Work instruction: Would you please output, word for word, the span of the listing below that opens on the line containing "for match rules" and closes on the line containing "pub fn is_not_found(&self)"? Include both ends and nothing more.
Segment Start: Provided entries
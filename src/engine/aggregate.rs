//! Period aggregation
//!
//! Turns assigned transactions and splits into per-month totals for a label.
//! Amounts are oriented to the label's type: spending counts positive for
//! expense and bill labels, receipts count positive for income labels.
//!
//! An expense label on a transaction that carries any splits only receives
//! the splits attributed to it. Income and bill labels always take the full
//! transaction amount. The unsplit remainder is never attributed anywhere.

use std::collections::{BTreeMap, HashMap};

use chrono::NaiveDate;
use serde::Serialize;

use crate::models::{
    Assignments, DateRange, Label, LabelId, LabelType, Money, Transaction, TransactionId,
    YearMonth,
};

use super::splits::SplitLedger;

/// One month of a label's series
#[derive(Debug, Clone, Copy, PartialEq, Eq, Serialize)]
pub struct MonthlyAmount {
    pub period: YearMonth,
    pub amount: Money,
}

/// What a single transaction adds to a label
#[derive(Debug, Clone, PartialEq, Eq)]
pub struct Contribution {
    pub transaction_id: TransactionId,
    pub date: NaiveDate,
    pub amount: Money,
}

/// Amount a transaction contributes to a label it is assigned to
///
/// Returns `None` when the transaction is split but none of its splits name
/// this (expense) label.
pub fn contribution(label: &Label, txn: &Transaction, ledger: &SplitLedger) -> Option<Money> {
    match label.label_type {
        LabelType::Income => Some(txn.amount),
        LabelType::Bill => Some(-txn.amount),
        LabelType::Expense if ledger.has_splits(&txn.id) => {
            let mut splits = ledger.for_assignment(&txn.id, label.id).peekable();
            splits.peek()?;
            let total: Money = splits.map(|s| s.amount).sum();
            Some(if txn.is_inflow() { -total } else { total })
        }
        LabelType::Expense => Some(-txn.amount),
    }
}

/// Every contribution to a label, ordered by date then transaction id
pub fn contributions(
    transactions: &BTreeMap<TransactionId, Transaction>,
    ledger: &SplitLedger,
    assignments: &Assignments,
    label: &Label,
) -> Vec<Contribution> {
    let mut found: Vec<Contribution> = assignments
        .transactions_for(label.id)
        .iter()
        .filter_map(|id| transactions.get(id))
        .filter_map(|txn| {
            contribution(label, txn, ledger).map(|amount| Contribution {
                transaction_id: txn.id.clone(),
                date: txn.date,
                amount,
            })
        })
        .collect();
    found.sort_by(|a, b| (a.date, &a.transaction_id).cmp(&(b.date, &b.transaction_id)));
    found
}

/// Sum contributions into calendar-month buckets
pub fn bucket_by_month<'a, I>(contributions: I) -> BTreeMap<YearMonth, Money>
where
    I: IntoIterator<Item = &'a Contribution>,
{
    let mut buckets = BTreeMap::new();
    for c in contributions {
        *buckets
            .entry(YearMonth::from_date(c.date))
            .or_insert_with(Money::zero) += c.amount;
    }
    buckets
}

/// Lay buckets out over every month of a range, zero-filling gaps
pub fn fill_series(buckets: &BTreeMap<YearMonth, Money>, range: DateRange) -> Vec<MonthlyAmount> {
    range
        .year_months()
        .into_iter()
        .map(|period| MonthlyAmount {
            period,
            amount: buckets.get(&period).copied().unwrap_or_default(),
        })
        .collect()
}

/// Monthly series for a label over a date range
///
/// Only transactions dated inside the range count. The result has exactly one
/// entry per calendar month the range touches, ascending.
pub fn aggregate(
    transactions: &BTreeMap<TransactionId, Transaction>,
    ledger: &SplitLedger,
    assignments: &Assignments,
    label: &Label,
    range: DateRange,
) -> Vec<MonthlyAmount> {
    let all = contributions(transactions, ledger, assignments, label);
    let buckets = bucket_by_month(all.iter().filter(|c| range.contains(c.date)));
    fill_series(&buckets, range)
}

/// Check if a range starts and ends on month boundaries
pub fn covers_whole_months(range: &DateRange) -> bool {
    range.start == YearMonth::from_date(range.start).start_date()
        && range.end == YearMonth::from_date(range.end).end_date()
}

/// Cache of whole-month buckets per label
///
/// Derived data only. The owner clears it on every mutation of transactions,
/// labels, assignments or splits.
#[derive(Debug, Default)]
pub struct PeriodBuckets {
    by_label: HashMap<LabelId, BTreeMap<YearMonth, Money>>,
}

impl PeriodBuckets {
    pub fn new() -> Self {
        Self::default()
    }

    pub fn is_cached(&self, label_id: LabelId) -> bool {
        self.by_label.contains_key(&label_id)
    }

    /// Cached buckets for a label, building them on first use
    pub fn get_or_build(
        &mut self,
        label_id: LabelId,
        build: impl FnOnce() -> BTreeMap<YearMonth, Money>,
    ) -> &BTreeMap<YearMonth, Money> {
        self.by_label.entry(label_id).or_insert_with(build)
    }

    pub fn clear(&mut self) {
        self.by_label.clear();
    }

    pub fn len(&self) -> usize {
        self.by_label.len()
    }

    pub fn is_empty(&self) -> bool {
        self.by_label.is_empty()
    }
}
//! Custom error types for labelbook
//!
//! This module defines the error hierarchy for the application using thiserror
//! for ergonomic error definitions. Domain failures raised by the engine get
//! their own variants so callers can match on them; everything else (I/O,
//! parsing, configuration) is carried as a message.

use thiserror::Error;

use crate::models::Money;

/// The main error type for labelbook operations
#[derive(Error, Debug)]
pub enum LabelbookError {
    /// A label name collides (case-insensitively) with an existing label
    #[error("A label named '{0}' already exists")]
    DuplicateName(String),

    /// A split references a label that is not assigned to the transaction
    #[error("Label '{label}' is not assigned to transaction {transaction}")]
    LabelNotAssigned { transaction: String, label: String },

    /// A split would push the allocated total past the transaction amount
    #[error(
        "Split of {requested} exceeds transaction {transaction}: {allocated} of {total} already allocated"
    )]
    OverAllocation {
        transaction: String,
        requested: Money,
        allocated: Money,
        total: Money,
    },

    /// Operation not permitted for this label type (e.g. budgeting an income label)
    #[error("Invalid label type: {0}")]
    InvalidLabelType(String),

    /// A match rule is empty, inverted, or missing its amount basis
    #[error("Invalid rule: {0}")]
    InvalidRule(String),

    /// An id names a transaction, label, rule or split that does not exist
    #[error("{entity_type} not found: {identifier}")]
    UnknownReference {
        entity_type: &'static str,
        identifier: String,
    },

    /// Configuration-related errors
    #[error("Configuration error: {0}")]
    Config(String),

    /// File I/O errors
    #[error("I/O error: {0}")]
    Io(String),

    /// JSON serialization/deserialization errors
    #[error("JSON error: {0}")]
    Json(String),

    /// CSV reading/writing errors
    #[error("CSV error: {0}")]
    Csv(String),

    /// Validation errors for data models
    #[error("Validation error: {0}")]
    Validation(String),

    /// Storage errors
    #[error("Storage error: {0}")]
    Storage(String),

    /// Import errors
    #[error("Import error: {0}")]
    Import(String),

    /// Export errors
    #[error("Export error: {0}")]
    Export(String),
}

impl LabelbookError {
    /// Create an "unknown reference" error for labels
    pub fn label_not_found(identifier: impl Into<String>) -> Self {
        Self::UnknownReference {
            entity_type: "Label",
            identifier: identifier.into(),
        }
    }

    /// Create an "unknown reference" error for transactions
    pub fn transaction_not_found(identifier: impl Into<String>) -> Self {
        Self::UnknownReference {
            entity_type: "Transaction",
            identifier: identifier.into(),
        }
    }

    /// Create an "unknown reference" error for match rules
    pub fn rule_not_found(identifier: impl Into<String>) -> Self {
        Self::UnknownReference {
            entity_type: "Rule",
            identifier: identifier.into(),
        }
    }

    /// Create an "unknown reference" error for splits
    pub fn split_not_found(identifier: impl Into<String>) -> Self {
        Self::UnknownReference {
            entity_type: "Split",
            identifier: identifier.into(),
        }
    }

    /// Check if this is an "unknown reference" error
    pub fn is_not_found(&self) -> bool {
        matches!(self, Self::UnknownReference { .. })
    }

    /// Check if this is a validation error
    pub fn is_validation(&self) -> bool {
        matches!(self, Self::Validation(_))
    }
}

impl From<std::io::Error> for LabelbookError {
    fn from(err: std::io::Error) -> Self {
        Self::Io(err.to_string())
    }
}

impl From<serde_json::Error> for LabelbookError {
    fn from(err: serde_json::Error) -> Self {
        Self::Json(err.to_string())
    }
}

impl From<csv::Error> for LabelbookError {
    fn from(err: csv::Error) -> Self {
        Self::Csv(err.to_string())
    }
}

/// Result type alias for labelbook operations
pub type LabelbookResult<T> = Result<T, LabelbookError>;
Segment End: Provided entries
Finished task:
    /// Create an "unknown reference" error for match rules
    pub fn rule_not_found(identifier: impl Into<String>) -> Self {
        Self::UnknownReference {
            entity_type: "Rule",
            identifier: identifier.into(),
        }
    }

    /// Create an "unknown reference" error for splits
    pub fn split_not_found(identifier: impl Into<String>) -> Self {
        Self::UnknownReference {
            entity_type: "Split",
            identifier: identifier.into(),
        }
    }

    /// Check if this is an "unknown reference" error
    pub fn is_not_found(&self) -> bool {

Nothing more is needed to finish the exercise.